[SciPy-User] Global Curve Fitting of 2 functions to 2 sets of data-curves

josef.pktd at gmail.com josef.pktd at gmail.com
Thu Jun 10 15:34:42 EDT 2010


On Thu, Jun 10, 2010 at 2:58 PM, Sebastian Haase <seb.haase at gmail.com> wrote:
> On Thu, Jun 10, 2010 at 8:27 PM,  <josef.pktd at gmail.com> wrote:
>> On Thu, Jun 10, 2010 at 4:05 AM, Sebastian Haase <seb.haase at gmail.com> wrote:
>>> Hi,
>>>
>>> so far I have been using scipy.optimize.leastsq to satisfy all my
>>> curve fitting needs.
>>> But now I am thinking about "global fitting" - i.e. fitting multiple
>>> dataset with shared parameters
>>> (e.g. ref here:
>>> http://www.originlab.com/index.aspx?go=Products/Origin/DataAnalysis/CurveFitting/GlobalFitting)
>>>
>>> I have looked here (http://www.scipy.org/Cookbook/FittingData) and here
>>> (http://docs.scipy.org/doc/scipy/reference/optimize.html)
>>>
>>> Can someone provide an example  ? Which of the routines of
>>> scipy.optimize are "easiest" to use ?
>>>
>>> Finally, I'm thinking about a "much more" complicated fitting task:
>>> fitting two sets of datasets with two types of functions.
>>> In total I have 10 datasets to be fit with a function f1, and 10 more
>>> to be fit with function f2. Each function depends on 6 parameters
>>> A1,A2,A3, r1,r2,r3.
>>> A1,A2,A3 should be identical ("shared") between all 20 sets, while
>>> r1,r2,r3 should be shared between the i-th set of type f1 and the i-th
>>> set of f2.
>>> Last but not least it would be nice if one could specify constrains
>>> such that r1,r2,r3 >0 and A1+A2+A3 == 1 and 0<=Ai<=1.
>>>
>>> ;-)  Is this too much ?
>>>
>>> Thanks for any help or hints,
>>
>> Assuming your noise or error terms are uncorrelated, I would still use
>> optimize.leastsq or optimize.curve_fit using a function that stacks
>> all the errors in one 1-d array.
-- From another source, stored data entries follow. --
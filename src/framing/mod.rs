//! Message framing subsystem.
//!
//! # Data Flow
//! ```text
//! accepted socket
//!     → framer.rs (first byte, delimited remainder)
//!     → probe.rs (exact probe literal?)
//!     → document.rs (wrap, strip prolog, parse)
//!     → Frame::Probe | Frame::Document
//! ```
//!
//! # Design Decisions
//! - The wire carries no length prefix; `</event>` ends a message
//! - Probe vs. event is decided once, by byte equality, before any parsing
//! - A missing delimiter is not detected by the reader; the parse fails and
//!   the error records that the delimiter never arrived

pub mod document;
pub mod framer;
pub mod probe;

pub use document::{Document, DocumentError, Element};
pub use framer::{Frame, Framer};
pub use probe::ProbeDetector;

/// Why one framing attempt failed.
#[derive(Debug, thiserror::Error)]
pub enum FrameError {
    /// The peer closed or stayed silent before sending a single byte.
    #[error("empty data: nothing received before the first-byte timeout")]
    EmptyInitialRead,

    /// The delimiter never arrived, leaving an unparseable fragment.
    #[error("delimiter not received before the deadline ({received} bytes): {reason}")]
    FramingTimeout {
        /// Bytes received including the first byte.
        received: usize,
        /// Parse failure of the incomplete fragment.
        reason: DocumentError,
    },

    /// The message was complete but is not well-formed XML.
    #[error("malformed document: {0}")]
    MalformedDocument(DocumentError),

    /// The socket failed before the first byte arrived.
    #[error("receive failed: {0}")]
    Io(#[from] std::io::Error),
}

impl FrameError {
    /// Short label for logs and metrics.
    pub fn kind(&self) -> &'static str {
        match self {
            Self::EmptyInitialRead => "empty_initial_read",
            Self::FramingTimeout { .. } => "framing_timeout",
            Self::MalformedDocument(_) => "malformed_document",
            Self::Io(_) => "io",
        }
    }
}
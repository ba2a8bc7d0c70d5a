//! Metrics collection and exposition.
//!
//! # Responsibilities
//! - Define intake metrics (outcomes, framing attempts, latency, sessions)
//! - Expose Prometheus-compatible metrics endpoint
//!
//! # Metrics
//! - `intake_connections_total` (counter): accept cycles by listener, outcome
//! - `intake_frame_attempts_total` (counter): framing attempts by result
//! - `intake_frame_duration_seconds` (histogram): accept-to-outcome latency
//! - `intake_active_sessions` (gauge): handed-off connections still open
//!
//! # Design Decisions
//! - Recording is a no-op until a recorder is installed, so the core and its
//!   tests run without an exporter

use std::net::SocketAddr;
use std::time::Duration;

use metrics::{counter, gauge, histogram};
use metrics_exporter_prometheus::{BuildError, PrometheusBuilder};

/// Install the Prometheus recorder and its scrape endpoint.
///
/// Must be called from within a Tokio runtime.
pub fn init_metrics(addr: SocketAddr) -> Result<(), BuildError> {
    PrometheusBuilder::new().with_http_listener(addr).install()?;
    tracing::info!(address = %addr, "Metrics endpoint listening");
    Ok(())
}

pub fn record_outcome(listener: &str, outcome: &'static str) {
    counter!(
        "intake_connections_total",
        "listener" => listener.to_string(),
        "outcome" => outcome
    )
    .increment(1);
}

pub fn record_frame_attempt(result: &'static str) {
    counter!("intake_frame_attempts_total", "result" => result).increment(1);
}

pub fn record_frame_duration(elapsed: Duration) {
    histogram!("intake_frame_duration_seconds").record(elapsed.as_secs_f64());
}

#[allow(clippy::cast_precision_loss)]
pub fn record_active_sessions(active: u64) {
    gauge!("intake_active_sessions").set(active as f64);
}
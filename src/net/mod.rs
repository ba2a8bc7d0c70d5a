//! Network layer subsystem.
//!
//! # Data Flow
//! ```text
//! Listening socket
//!     → acceptor.rs (backlog, accept, bounded framing retry)
//!     → connection.rs (owned socket, closed unless handed off)
//!     → reader.rs (delimiter scan under a deadline, used by framing)
//!     → record.rs (first event element → ConnectionRecord)
//!     → Hand off to the downstream consumer
//! ```
//!
//! # Design Decisions
//! - Blocking std sockets with explicit read timeouts, one cycle per call
//! - Ownership of the socket is the close discipline: drop closes it
//! - Every failure resolves to `Err(IntakeError)`, never a panic

pub mod acceptor;
pub mod connection;
pub mod reader;
pub mod record;

pub use acceptor::{Accepted, Acceptor, IntakeError, FRAME_ATTEMPTS};
pub use connection::{ConnectionGuard, ConnectionId, ConnectionTracker, PendingConnection};
pub use reader::{read_until, ReadWindow, TimedRead};
pub use record::ConnectionRecord;
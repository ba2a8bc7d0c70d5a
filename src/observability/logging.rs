//! Structured logging.
//!
//! # Responsibilities
//! - Initialize logging subsystem
//! - Configure log level from config, overridable by `RUST_LOG`
//!
//! # Design Decisions
//! - Uses tracing crate for structured logging
//! - JSON format for production, pretty format for development

use tracing_subscriber::util::TryInitError;
use tracing_subscriber::{fmt, layer::SubscriberExt, util::SubscriberInitExt, EnvFilter};

use crate::config::{LogFormat, ObservabilityConfig};

/// Install the global subscriber. Fails if one is already installed.
pub fn init_logging(config: &ObservabilityConfig) -> Result<(), TryInitError> {
    let filter = EnvFilter::try_from_default_env()
        .or_else(|_| EnvFilter::try_new(&config.log_level))
        .unwrap_or_else(|_| EnvFilter::new("info"));

    let json = config.log_format == LogFormat::Json;
    tracing_subscriber::registry()
        .with(filter)
        .with(json.then(|| fmt::layer().json()))
        .with((!json).then(|| fmt::layer()))
        .try_init()
}
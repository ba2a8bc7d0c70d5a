//! Intake service: the accept loop that drives the core per listener.
//!
//! # Data Flow
//! ```text
//! IntakeConfig.listeners
//!     → intake.rs (bind, one accept thread each, Acceptor::accept_one)
//!     → mpsc channel (Intake { listener, accepted })
//!     → session.rs (hold handed-off socket until close/shutdown)
//! ```

pub mod intake;
pub mod session;

pub use intake::{Intake, IntakeHandle, IntakeService, ServeSummary};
If there are differences in the noise
>> variance, then weights/sigma per function as in curve_fit can be used.
>>
>> common parameter restrictions across functions can be encoded by using
>> the same parameter in several (sub-)functions.
>>
>> In this case, I would impose the constraints through reparameterization, e.g
>> r1 = exp(r1_), ...
>> A1 = exp(A1_)/(exp(A1_) + exp(A2_) + 1)
>> A1 = exp(A2_)/(exp(A1_) + exp(A2_) + 1)
>> A1 = 1/(exp(A1_) + exp(A2_) + 1)
>>
>> (maybe it's more tricky to get the standard deviation of the original
>> parameter estimate)
>>
>> or as an alternative, calculate the total weighted sum of squared
>> errors and use one of the constraint fmin in optimize.
>>
>> Josef
>
> Thanks for the reply,
> I will have to think about implementing my constrains by redefining
> vars using those kinds of tricks with exp -- are you sure they don't
> mess up convergence ? I'm just thinking of the optimization steps
> being so different depending on the current parameter value during the
> iteration (i.e. the derivative of exp is very non-linear)
>
> What are those other functions in
> http://docs.scipy.org/doc/scipy/reference/optimize.html for ?
> (Once, long time ago, I did use fmin_cobyla ... but don't remember why
> I choose it. Maybe something like one-sided constrains !?)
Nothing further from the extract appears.